There is always an element of doubt about the labour market figures from the Office for National Statistics (ONS), which have taken a battering from MPs concerned about their accuracy after a drop-off in survey respondents.
On the basis that they remain the best estimate by the ONS, a judgment that annual wage rises including bonuses hit 6% in December from 5.5% in November, when City analysts expected wages to increase by 5.9%, must be taken seriously.
It is not a large difference between the expectation and the data from the ONS, but the direction of travel is very much upwards.
The Bank expected wage growth to accelerate. It expected an average increase in the fourth quarter of 6.3%.
As the consultancy Capital Economics points out, data from HMRC shows employee wage growth up to January eased from 6.6% to 5.9% between November and January from the previous three months.
Taking into account figures showing unemployment was steady at 4.4% in December and vacancies fell only slightly, Capital Economics said: “Overall, today’s data release provides little evidence that the Bank will deviate from its current gradual approach to interest rate cuts.”
The chancellor, Rachel Reeves, will read the data and could conclude that all the doom and gloom about her budget was overdone.
The labour market was weakening before the October event and has continued to do so afterwards and only very slightly.
Some retailers are blaming the tax rises in the budget for their financial troubles when it could be argued that their lack of cash is a result of boardroom mismanagement.
Chancellors need to see past the pleading of some business sectors and resist the temptation to panic when the figures show the situation remains steady.
However, there is another way to read the surprisingly strong increase in wages growth, which is even higher in the private sector at 6.2%, offset by a much lower increase in the public sector of 4.7%.
That is to ask how the main drivers of higher wages – the hospitality, retail and construction sectors – can afford the extra costs when they are also the ones arguing most strongly against the rise in employer national insurance contributions in April?
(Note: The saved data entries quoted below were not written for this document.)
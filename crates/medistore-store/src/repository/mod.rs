//! # Repositories
//!
//! One repository per collection. Each borrows the [`PharmacyStore`] and
//! applies business rules from `medistore-core` before writing.
//!
//! ```text
//! ┌─────────────────────────────────────────────────────────────────────────┐
//! │  InventoryLedger     tolerant delta-adjust of medicine stock           │
//! │  MedicineRepository  add/update/delete + stock reports                 │
//! │  SaleRepository      record_sale + medicine-referencing queries        │
//! │  RefundEngine        validate → compute → append → restore stock       │
//! │  UdharRepository     credit records, paid/unpaid transitions           │
//! │  UserRepository      advisory user list                                │
//! │  SettingsRepository  singleton configuration                           │
//! └─────────────────────────────────────────────────────────────────────────┘
//! ```

pub mod inventory;
pub mod medicine;
pub mod refund;
pub mod sale;
pub mod settings;
pub mod udhar;
pub mod user;
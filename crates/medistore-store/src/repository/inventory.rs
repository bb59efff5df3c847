//! # Inventory Ledger
//!
//! The single mutating operation on medicine stock: a signed delta adjust.
//! Sales call it with negative deltas, refunds with positive ones, and
//! manual stock corrections with either.
//!
//! ## Tolerant Failure Policy
//! A delta against an unknown medicine id is a silent no-op, not an error.
//! Historical sale and refund records may reference medicines that were
//! deleted later; restoring stock for such a line must not fail the
//! surrounding operation. The skip is logged so it stays observable.
//!
//! No lower bound is enforced here: callers are responsible for never
//! requesting a decrement larger than the available stock (the cart caps
//! quantity at stock-at-add time).

use tracing::debug;

use crate::backend::StorageBackend;
use crate::error::StoreResult;
use crate::store::PharmacyStore;

/// Delta-adjusts medicine stock.
#[derive(Debug)]
pub struct InventoryLedger<'a, B> {
    store: &'a PharmacyStore<B>,
}

impl<'a, B: StorageBackend> InventoryLedger<'a, B> {
    pub fn new(store: &'a PharmacyStore<B>) -> Self {
        InventoryLedger { store }
    }

    /// Applies `delta` to the medicine's on-hand stock and persists.
    ///
    /// Unknown ids are skipped silently (see module docs).
    pub fn adjust_stock(&self, medicine_id: &str, delta: i64) -> StoreResult<()> {
        let mut medicines = self.store.medicines()?;

        match medicines.iter_mut().find(|m| m.id == medicine_id) {
            Some(medicine) => {
                medicine.stock += delta;
                debug!(
                    medicine_id = %medicine_id,
                    delta,
                    stock = medicine.stock,
                    "Adjusted stock"
                );
                self.store.save_medicines(&medicines)
            }
            None => {
                debug!(
                    medicine_id = %medicine_id,
                    delta,
                    "Stock adjustment skipped: medicine not found"
                );
                Ok(())
            }
        }
    }
}

// =============================================================================
// Unit Tests
// =============================================================================

#[cfg(test)]
mod tests {
    use super::*;
    use crate::backend::MemoryBackend;
    use chrono::NaiveDate;
    use medistore_core::Medicine;

    fn store_with_medicine(stock: i64) -> PharmacyStore<MemoryBackend> {
        let store = PharmacyStore::new(MemoryBackend::new());
        store
            .save_medicines(&[Medicine {
                id: "med-1".to_string(),
                name: "Panadol".to_string(),
                company: "GSK".to_string(),
                category: "Tablet".to_string(),
                cost_price_cents: 700,
                sale_price_cents: 1000,
                stock,
                reorder_level: 10,
                expiry: NaiveDate::from_ymd_opt(2027, 1, 1).unwrap(),
                batch_number: "B-1".to_string(),
            }])
            .unwrap();
        store
    }

    #[test]
    fn test_adjust_stock_applies_delta() {
        let store = store_with_medicine(50);
        let ledger = InventoryLedger::new(&store);

        ledger.adjust_stock("med-1", -3).unwrap();
        assert_eq!(store.medicines().unwrap()[0].stock, 47);

        ledger.adjust_stock("med-1", 3).unwrap();
        assert_eq!(store.medicines().unwrap()[0].stock, 50);
    }

    #[test]
    fn test_adjust_stock_unknown_id_is_noop() {
        let store = store_with_medicine(50);
        let ledger = InventoryLedger::new(&store);

        ledger.adjust_stock("deleted-med", 5).unwrap();
        assert_eq!(store.medicines().unwrap()[0].stock, 50);
    }

    #[test]
    fn test_adjust_stock_nets_zero() {
        // adjustStock(-Q) then adjustStock(+Q) restores stock exactly
        let store = store_with_medicine(12);
        let ledger = InventoryLedger::new(&store);

        ledger.adjust_stock("med-1", -12).unwrap();
        assert_eq!(store.medicines().unwrap()[0].stock, 0);
        ledger.adjust_stock("med-1", 12).unwrap();
        assert_eq!(store.medicines().unwrap()[0].stock, 12);
    }
}
//! # Medicine Repository
//!
//! CRUD for the medicines collection plus stock-report helpers.
//!
//! ## Duplicate Policy
//! A medicine is identified for duplicate purposes by its (name, company)
//! pair, compared case-insensitively - stock entry is done by hand and
//! "panadol / gsk" is the same medicine as "Panadol / GSK". The duplicate
//! check runs before any write.

use chrono::NaiveDate;
use tracing::info;
use uuid::Uuid;

use medistore_core::validation::{validate_name, validate_price_cents};
use medistore_core::{CoreError, Medicine};

use crate::backend::StorageBackend;
use crate::error::{StoreError, StoreResult};
use crate::store::PharmacyStore;

/// Fields for a new medicine; the id is generated on insert.
#[derive(Debug, Clone)]
pub struct NewMedicine {
    pub name: String,
    pub company: String,
    pub category: String,
    pub cost_price_cents: i64,
    pub sale_price_cents: i64,
    pub stock: i64,
    pub reorder_level: i64,
    pub expiry: NaiveDate,
    pub batch_number: String,
}

/// Repository for medicine records.
#[derive(Debug)]
pub struct MedicineRepository<'a, B> {
    store: &'a PharmacyStore<B>,
}

impl<'a, B: StorageBackend> MedicineRepository<'a, B> {
    pub fn new(store: &'a PharmacyStore<B>) -> Self {
        MedicineRepository { store }
    }

    /// Returns every medicine.
    pub fn all(&self) -> StoreResult<Vec<Medicine>> {
        self.store.medicines()
    }

    /// Finds a medicine by id.
    pub fn find(&self, id: &str) -> StoreResult<Option<Medicine>> {
        Ok(self.store.medicines()?.into_iter().find(|m| m.id == id))
    }

    /// Adds a medicine, rejecting duplicates by (name, company).
    pub fn add(&self, new: NewMedicine) -> StoreResult<Medicine> {
        validate_name("name", &new.name)?;
        validate_name("company", &new.company)?;
        validate_price_cents(new.cost_price_cents)?;
        validate_price_cents(new.sale_price_cents)?;

        let mut medicines = self.store.medicines()?;

        let duplicate = medicines.iter().any(|m| {
            m.name.eq_ignore_ascii_case(&new.name) && m.company.eq_ignore_ascii_case(&new.company)
        });
        if duplicate {
            return Err(StoreError::Core(CoreError::DuplicateMedicine {
                name: new.name,
                company: new.company,
            }));
        }

        let medicine = Medicine {
            id: Uuid::new_v4().to_string(),
            name: new.name,
            company: new.company,
            category: new.category,
            cost_price_cents: new.cost_price_cents,
            sale_price_cents: new.sale_price_cents,
            stock: new.stock,
            reorder_level: new.reorder_level,
            expiry: new.expiry,
            batch_number: new.batch_number,
        };

        medicines.push(medicine.clone());
        self.store.save_medicines(&medicines)?;

        info!(id = %medicine.id, name = %medicine.name, "Medicine added");
        Ok(medicine)
    }

    /// Replaces a medicine record wholesale (stock edits, price changes).
    ///
    /// Fails with `MedicineNotFound` when the id is unknown.
    pub fn update(&self, updated: &Medicine) -> StoreResult<()> {
        let mut medicines = self.store.medicines()?;

        let slot = medicines
            .iter_mut()
            .find(|m| m.id == updated.id)
            .ok_or_else(|| CoreError::MedicineNotFound(updated.id.clone()))?;

        *slot = updated.clone();
        self.store.save_medicines(&medicines)
    }

    /// Deletes a medicine.
    ///
    /// Deliberately tolerant of unknown ids; sale and refund history keeps
    /// its snapshots either way.
    pub fn delete(&self, id: &str) -> StoreResult<()> {
        let mut medicines = self.store.medicines()?;
        medicines.retain(|m| m.id != id);
        self.store.save_medicines(&medicines)
    }

    // -------------------------------------------------------------------------
    // Stock reports
    // -------------------------------------------------------------------------

    /// Medicines at or below the configured low-stock threshold.
    pub fn low_stock(&self) -> StoreResult<Vec<Medicine>> {
        let threshold = self.store.settings()?.low_stock_threshold;
        Ok(self
            .store
            .medicines()?
            .into_iter()
            .filter(|m| m.stock <= threshold)
            .collect())
    }

    /// Medicines whose batch expires within the configured alert window.
    pub fn expiring_soon(&self, today: NaiveDate) -> StoreResult<Vec<Medicine>> {
        let days = self.store.settings()?.expiry_alert_days;
        Ok(self
            .store
            .medicines()?
            .into_iter()
            .filter(|m| m.expires_within(today, days))
            .collect())
    }
}

// =============================================================================
// Unit Tests
// =============================================================================
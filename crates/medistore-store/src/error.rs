//! # Store Error Types
//!
//! Error types for record store operations.
//!
//! ## Error Flow
//! ```text
//! ┌─────────────────────────────────────────────────────────────────────────┐
//! │                    Error Propagation                                    │
//! │                                                                         │
//! │  std::io::Error / serde_json::Error                                    │
//! │       │                                                                 │
//! │       ▼                                                                 │
//! │  StoreError (this module) ← Adds the collection key as context         │
//! │       │                                                                 │
//! │       ▼                                                                 │
//! │  Caller branches on CoreError variants for business failures and       │
//! │  treats Io/Corrupt as storage faults                                   │
//! └─────────────────────────────────────────────────────────────────────────┘
//! ```

use medistore_core::CoreError;
use thiserror::Error;

/// Record store operation errors.
#[derive(Debug, Error)]
pub enum StoreError {
    /// Reading or writing a collection payload failed.
    ///
    /// ## When This Occurs
    /// - Data directory missing or unwritable
    /// - Disk full
    #[error("I/O failure on collection '{key}': {source}")]
    Io {
        key: String,
        #[source]
        source: std::io::Error,
    },

    /// A stored collection payload could not be parsed.
    ///
    /// ## When This Occurs
    /// - Payload edited by hand
    /// - Incompatible schema from a different version
    #[error("Corrupt payload in collection '{key}': {source}")]
    Corrupt {
        key: String,
        #[source]
        source: serde_json::Error,
    },

    /// A collection payload could not be serialized before writing.
    #[error("Failed to encode collection '{key}': {source}")]
    Encode {
        key: String,
        #[source]
        source: serde_json::Error,
    },

    /// Business rule violation from the core.
    #[error(transparent)]
    Core(#[from] CoreError),
}

impl StoreError {
    /// Creates an Io error tagged with the collection key.
    pub fn io(key: impl Into<String>, source: std::io::Error) -> Self {
        StoreError::Io {
            key: key.into(),
            source,
        }
    }
}

impl From<medistore_core::ValidationError> for StoreError {
    fn from(err: medistore_core::ValidationError) -> Self {
        StoreError::Core(CoreError::Validation(err))
    }
}

/// Result type for store operations.
pub type StoreResult<T> = Result<T, StoreError>;

// =============================================================================
// Unit Tests
// =============================================================================

#[cfg(test)]
mod tests {
    use super::*;

    #[test]
    fn test_io_error_carries_key() {
        let err = StoreError::io(
            "sales",
            std::io::Error::new(std::io::ErrorKind::PermissionDenied, "denied"),
        );
        assert!(err.to_string().contains("'sales'"));
    }

    #[test]
    fn test_core_error_passes_through() {
        let err: StoreError = CoreError::EmptyCart.into();
        assert_eq!(err.to_string(), "Cart is empty");
        assert!(matches!(err, StoreError::Core(CoreError::EmptyCart)));
    }
}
Maybe they are scrambling in a competitive market for workers while their margins get squeezed. The British Chambers of Commerce says that is definitely the way to think about businesses large and small.
It says the most recent survey of its members reveals that four-fifths (79%) cannot easily find the staff they need to fill roles.
“At the same time, three-quarters of businesses say labour costs are the biggest pressure they face to raise prices,” it adds.
The tightness of the labour market, even after a rise in unemployment and fall in vacancies, illustrates how much work the government must do to improve skills and bring people of working age back into the labour market before wages track downwards and borrowing costs become much cheaper.